• **Dataset records**
---*---

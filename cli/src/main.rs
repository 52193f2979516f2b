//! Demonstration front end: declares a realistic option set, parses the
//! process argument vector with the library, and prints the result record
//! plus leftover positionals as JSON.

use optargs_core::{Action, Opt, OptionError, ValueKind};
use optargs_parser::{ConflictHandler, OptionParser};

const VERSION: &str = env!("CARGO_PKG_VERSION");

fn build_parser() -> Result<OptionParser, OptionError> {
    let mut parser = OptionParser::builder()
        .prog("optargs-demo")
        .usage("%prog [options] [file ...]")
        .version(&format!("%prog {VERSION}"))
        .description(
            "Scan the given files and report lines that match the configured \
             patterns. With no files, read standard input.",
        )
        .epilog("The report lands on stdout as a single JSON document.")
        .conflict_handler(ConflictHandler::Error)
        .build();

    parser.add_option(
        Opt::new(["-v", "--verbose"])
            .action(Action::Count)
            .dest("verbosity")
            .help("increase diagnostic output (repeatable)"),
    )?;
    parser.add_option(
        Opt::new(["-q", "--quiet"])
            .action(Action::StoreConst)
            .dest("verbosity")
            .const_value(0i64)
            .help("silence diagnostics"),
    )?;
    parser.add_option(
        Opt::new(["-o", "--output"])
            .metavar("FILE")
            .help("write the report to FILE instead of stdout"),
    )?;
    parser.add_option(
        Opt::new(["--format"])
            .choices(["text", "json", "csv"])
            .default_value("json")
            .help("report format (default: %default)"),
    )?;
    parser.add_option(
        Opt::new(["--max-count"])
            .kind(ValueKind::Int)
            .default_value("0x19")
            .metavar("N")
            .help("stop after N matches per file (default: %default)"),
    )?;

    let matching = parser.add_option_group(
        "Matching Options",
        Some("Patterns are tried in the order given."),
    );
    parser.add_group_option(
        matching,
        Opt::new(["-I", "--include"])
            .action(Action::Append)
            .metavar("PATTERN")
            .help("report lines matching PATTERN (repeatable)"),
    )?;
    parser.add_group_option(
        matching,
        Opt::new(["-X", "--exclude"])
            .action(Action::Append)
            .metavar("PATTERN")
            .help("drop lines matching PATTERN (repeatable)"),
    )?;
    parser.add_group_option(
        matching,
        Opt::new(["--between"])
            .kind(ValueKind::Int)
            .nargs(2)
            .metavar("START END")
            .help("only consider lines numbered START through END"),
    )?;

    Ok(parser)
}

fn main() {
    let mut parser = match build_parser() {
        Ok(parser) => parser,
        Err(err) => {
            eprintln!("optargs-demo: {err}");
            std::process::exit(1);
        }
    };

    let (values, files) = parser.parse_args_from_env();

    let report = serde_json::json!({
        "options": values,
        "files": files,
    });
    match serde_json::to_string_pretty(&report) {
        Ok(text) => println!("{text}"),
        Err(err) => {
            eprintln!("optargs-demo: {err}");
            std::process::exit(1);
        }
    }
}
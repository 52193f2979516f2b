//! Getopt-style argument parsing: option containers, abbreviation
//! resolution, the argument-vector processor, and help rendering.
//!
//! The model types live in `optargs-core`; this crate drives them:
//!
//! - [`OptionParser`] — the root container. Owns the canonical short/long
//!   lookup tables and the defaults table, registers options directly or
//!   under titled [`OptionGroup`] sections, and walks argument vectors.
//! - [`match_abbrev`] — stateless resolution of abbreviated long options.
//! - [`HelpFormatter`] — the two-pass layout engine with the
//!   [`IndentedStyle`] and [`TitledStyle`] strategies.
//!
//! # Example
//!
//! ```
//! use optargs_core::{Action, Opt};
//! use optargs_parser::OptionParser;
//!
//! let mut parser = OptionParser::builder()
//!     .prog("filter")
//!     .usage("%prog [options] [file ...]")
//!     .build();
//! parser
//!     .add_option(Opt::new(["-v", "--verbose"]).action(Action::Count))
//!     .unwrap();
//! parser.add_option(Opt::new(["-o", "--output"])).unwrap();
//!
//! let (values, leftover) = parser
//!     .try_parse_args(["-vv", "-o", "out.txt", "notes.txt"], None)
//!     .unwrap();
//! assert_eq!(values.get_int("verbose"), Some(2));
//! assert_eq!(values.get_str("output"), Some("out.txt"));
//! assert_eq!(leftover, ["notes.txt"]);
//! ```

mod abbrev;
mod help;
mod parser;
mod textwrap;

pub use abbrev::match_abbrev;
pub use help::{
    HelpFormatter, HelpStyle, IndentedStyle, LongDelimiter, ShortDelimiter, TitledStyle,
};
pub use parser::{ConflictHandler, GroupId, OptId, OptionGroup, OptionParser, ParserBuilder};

---*---

• **Brief**
Only the lines from the one with "let mut parser = match" to the end of the entries above belong in your answer. Retype them exactly.

• **Answer box**
    let mut parser = match build_parser() {
        Ok(parser) => parser,
        Err(err) => {
            eprintln!("optargs-demo: {err}");
            std::process::exit(1);
        }
    };

    let (values, files) = parser.parse_args_from_env();

    let report = serde_json::json!({
        "options": values,
        "files": files,
    });
    match serde_json::to_string_pretty(&report) {
        Ok(text) => println!("{text}"),
        Err(err) => {
            eprintln!("optargs-demo: {err}");
            std::process::exit(1);
        }
    }
}
repository 52193f2979516f2b
//! Getopt-style argument parsing: option containers, abbreviation
//! resolution, the argument-vector processor, and help rendering.
//!
//! The model types live in `optargs-core`; this crate drives them:
//!
//! - [`OptionParser`] — the root container. Owns the canonical short/long
//!   lookup tables and the defaults table, registers options directly or
//!   under titled [`OptionGroup`] sections, and walks argument vectors.
//! - [`match_abbrev`] — stateless resolution of abbreviated long options.
//! - [`HelpFormatter`] — the two-pass layout engine with the
//!   [`IndentedStyle`] and [`TitledStyle`] strategies.
//!
//! # Example
//!
//! ```
//! use optargs_core::{Action, Opt};
//! use optargs_parser::OptionParser;
//!
//! let mut parser = OptionParser::builder()
//!     .prog("filter")
//!     .usage("%prog [options] [file ...]")
//!     .build();
//! parser
//!     .add_option(Opt::new(["-v", "--verbose"]).action(Action::Count))
//!     .unwrap();
//! parser.add_option(Opt::new(["-o", "--output"])).unwrap();
//!
//! let (values, leftover) = parser
//!     .try_parse_args(["-vv", "-o", "out.txt", "notes.txt"], None)
//!     .unwrap();
//! assert_eq!(values.get_int("verbose"), Some(2));
//! assert_eq!(values.get_str("output"), Some("out.txt"));
//! assert_eq!(leftover, ["notes.txt"]);
//! ```

mod abbrev;
mod help;
mod parser;
mod textwrap;

pub use abbrev::match_abbrev;
pub use help::{
    HelpFormatter, HelpStyle, IndentedStyle, LongDelimiter, ShortDelimiter, TitledStyle,
};
pub use parser::{ConflictHandler, GroupId, OptId, OptionGroup, OptionParser, ParserBuilder};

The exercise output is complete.